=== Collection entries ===
// src/buffer.rs

//! Pixel storage shared by the canvas and the palette.
//!
//! A `PixelBuffer` owns a `dy x dx` grid of RGB triples in a flat row-major
//! vector. The terminal packs two pixel rows into every text row, so the
//! visible row count floors the division: a buffer with an odd height keeps
//! its last pixel row in storage and in saved files, but that row is never
//! rendered.

use crate::color::Rgb;
use crate::error::EditorError;

use image::{ColorType, ImageFormat, RgbImage};
use log::debug;
use std::io::Cursor;

/// A rectangular grid of pixels, stored row-major.
#[derive(Debug, Clone, PartialEq, Eq)]
pub struct PixelBuffer {
    pixels: Vec<Rgb>,
    dx: usize,
    dy: usize,
}

impl PixelBuffer {
    /// Creates a buffer with every cell set to `fill`.
    pub fn filled(dx: usize, dy: usize, fill: Rgb) -> Result<Self, EditorError> {
        Self::from_fn(dx, dy, |_, _| fill)
    }

    /// Creates a buffer with each cell produced by `init(x, y)`.
    pub fn from_fn(
        dx: usize,
        dy: usize,
        mut init: impl FnMut(usize, usize) -> Rgb,
    ) -> Result<Self, EditorError> {
        if dx == 0 || dy == 0 {
            return Err(EditorError::InvalidDimension { dx, dy });
        }
        let mut pixels = Vec::with_capacity(dx * dy);
        for y in 0..dy {
            for x in 0..dx {
                pixels.push(init(x, y));
            }
        }
        Ok(PixelBuffer { pixels, dx, dy })
    }

    #[inline(always)]
    pub fn dx(&self) -> usize {
        self.dx
    }

    #[inline(always)]
    pub fn dy(&self) -> usize {
        self.dy
    }

    pub fn dimensions(&self) -> (usize, usize) {
        (self.dx, self.dy)
    }

    /// Text rows needed to show this buffer, two pixel rows per text row.
    /// Odd heights floor, leaving the last pixel row off screen.
    pub fn visible_rows(&self) -> usize {
        self.dy / 2
    }

    /// Gets the pixel at (x, y).
    ///
    /// # Panics
    /// Panics if the coordinates are out of bounds. Call sites clamp first;
    /// a bad index here is a bug, not a runtime condition.
    #[inline(always)]
    pub fn get(&self, x: usize, y: usize) -> Rgb {
        assert!(
            x < self.dx && y < self.dy,
            "pixel access out of bounds: ({}, {}) on a {}x{} buffer",
            x,
            y,
            self.dx,
            self.dy
        );
        self.pixels[y * self.dx + x]
    }

    /// Sets the pixel at (x, y). Same bounds contract as [`get`](Self::get).
    #[inline(always)]
    pub fn set(&mut self, x: usize, y: usize, color: Rgb) {
        assert!(
            x < self.dx && y < self.dy,
            "pixel access out of bounds: ({}, {}) on a {}x{} buffer",
            x,
            y,
            self.dx,
            self.dy
        );
        self.pixels[y * self.dx + x] = color;
    }

    /// Decodes PNG bytes into a new buffer.
    ///
    /// Only formats that map losslessly onto an RGB triple grid are
    /// accepted: 8-bit RGB and 8-bit grayscale. Anything carrying alpha or
    /// deeper channels is rejected so a later save cannot silently drop
    /// information.
    pub fn from_png_bytes(bytes: &[u8]) -> Result<Self, EditorError> {
        let decoded =
            image::load_from_memory(bytes).map_err(|e| EditorError::Decode(e.to_string()))?;
        let rgb: RgbImage = match decoded.color() {
            ColorType::Rgb8 | ColorType::L8 => decoded.into_rgb8(),
            other => {
                return Err(EditorError::Decode(format!(
                    "unsupported pixel format {:?}, expected 8-bit RGB",
                    other
                )))
            }
        };
        let (w, h) = rgb.dimensions();
        debug!("Decoded {}x{} image.", w, h);
        Self::from_fn(w as usize, h as usize, |x, y| {
            let p = rgb.get_pixel(x as u32, y as u32).0;
            Rgb::new(p[0], p[1], p[2])
        })
    }

    /// Encodes the grid as PNG bytes: 8-bit RGB, no alpha, exact round trip.
    pub fn to_png_bytes(&self) -> Result<Vec<u8>, EditorError> {
        let mut raw = Vec::with_capacity(self.pixels.len() * 3);
        for p in &self.pixels {
            raw.extend_from_slice(&[p.r, p.g, p.b]);
        }
        let img = RgbImage::from_raw(self.dx as u32, self.dy as u32, raw)
            .ok_or_else(|| EditorError::Encode("pixel data does not match dimensions".into()))?;
        let mut bytes = Vec::new();
        img.write_to(&mut Cursor::new(&mut bytes), ImageFormat::Png)
            .map_err(|e| EditorError::Encode(e.to_string()))?;
        Ok(bytes)
    }
}

#[cfg(test)]
mod tests {
    use super::*;

    #[test]
    fn filled_buffer_has_requested_dimensions_and_fill() {
        let buf = PixelBuffer::filled(3, 5, Rgb::new(10, 20, 30)).unwrap();
        assert_eq!(buf.dimensions(), (3, 5));
        for y in 0..5 {
            for x in 0..3 {
                assert_eq!(buf.get(x, y), Rgb::new(10, 20, 30));
            }
        }
    }

    #[test]
    fn from_fn_runs_the_initializer_per_cell() {
        let buf = PixelBuffer::from_fn(4, 2, |x, y| Rgb::new(x as u8, y as u8, 0)).unwrap();
        assert_eq!(buf.get(3, 1), Rgb::new(3, 1, 0));
        assert_eq!(buf.get(0, 0), Rgb::new(0, 0, 0));
    }

    #[test]
    fn zero_dimensions_are_rejected() {
        assert_eq!(
            PixelBuffer::filled(0, 5, Rgb::BLACK),
            Err(EditorError::InvalidDimension { dx: 0, dy: 5 })
        );
        assert_eq!(
            PixelBuffer::filled(5, 0, Rgb::BLACK),
            Err(EditorError::InvalidDimension { dx: 5, dy: 0 })
        );
    }

    #[test]
    fn get_set_round_trips() {
        let mut buf = PixelBuffer::filled(10, 10, Rgb::BLACK).unwrap();
        buf.set(7, 3, Rgb::new(1, 2, 3));
        assert_eq!(buf.get(7, 3), Rgb::new(1, 2, 3));
        assert_eq!(buf.get(3, 7), Rgb::BLACK, "transposed cell must stay untouched");
    }

    #[test]
    #[should_panic(expected = "out of bounds")]
    fn get_panics_outside_the_grid() {
        let buf = PixelBuffer::filled(4, 4, Rgb::BLACK).unwrap();
        // x is within the flat allocation but outside the row, which is
        // exactly the case a flat index would miss.
        let _ = buf.get(4, 0);
    }

    #[test]
    fn visible_rows_floors_odd_heights() {
        let even = PixelBuffer::filled(4, 6, Rgb::BLACK).unwrap();
        assert_eq!(even.visible_rows(), 3);
        let odd = PixelBuffer::filled(4, 5, Rgb::BLACK).unwrap();
        assert_eq!(odd.visible_rows(), 2, "the fifth pixel row never renders");
        let single = PixelBuffer::filled(4, 1, Rgb::BLACK).unwrap();
        assert_eq!(single.visible_rows(), 0);
    }

    #[test]
    fn png_round_trip_is_lossless() {
        let original =
            PixelBuffer::from_fn(7, 5, |x, y| Rgb::new(x as u8 * 30, y as u8 * 40, 255)).unwrap();
        let bytes = original.to_png_bytes().unwrap();
        let reloaded = PixelBuffer::from_png_bytes(&bytes).unwrap();
        assert_eq!(reloaded, original);
    }

    #[test]
    fn png_round_trip_keeps_the_odd_row() {
        // The unrendered last row of an odd-height buffer still saves.
        let mut original = PixelBuffer::filled(3, 5, Rgb::BLACK).unwrap();
        original.set(1, 4, Rgb::new(9, 9, 9));
        let reloaded = PixelBuffer::from_png_bytes(&original.to_png_bytes().unwrap()).unwrap();
        assert_eq!(reloaded.get(1, 4), Rgb::new(9, 9, 9));
    }

    #[test]
    fn garbage_bytes_fail_to_decode() {
        let err = PixelBuffer::from_png_bytes(b"not a png at all").unwrap_err();
        assert!(matches!(err, EditorError::Decode(_)));
    }
}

=== Task to complete ===
Return each line in the records that holds the string "never".

=== Reply ===
//! its last pixel row in storage and in saved files, but that row is never
        assert_eq!(odd.visible_rows(), 2, "the fifth pixel row never renders");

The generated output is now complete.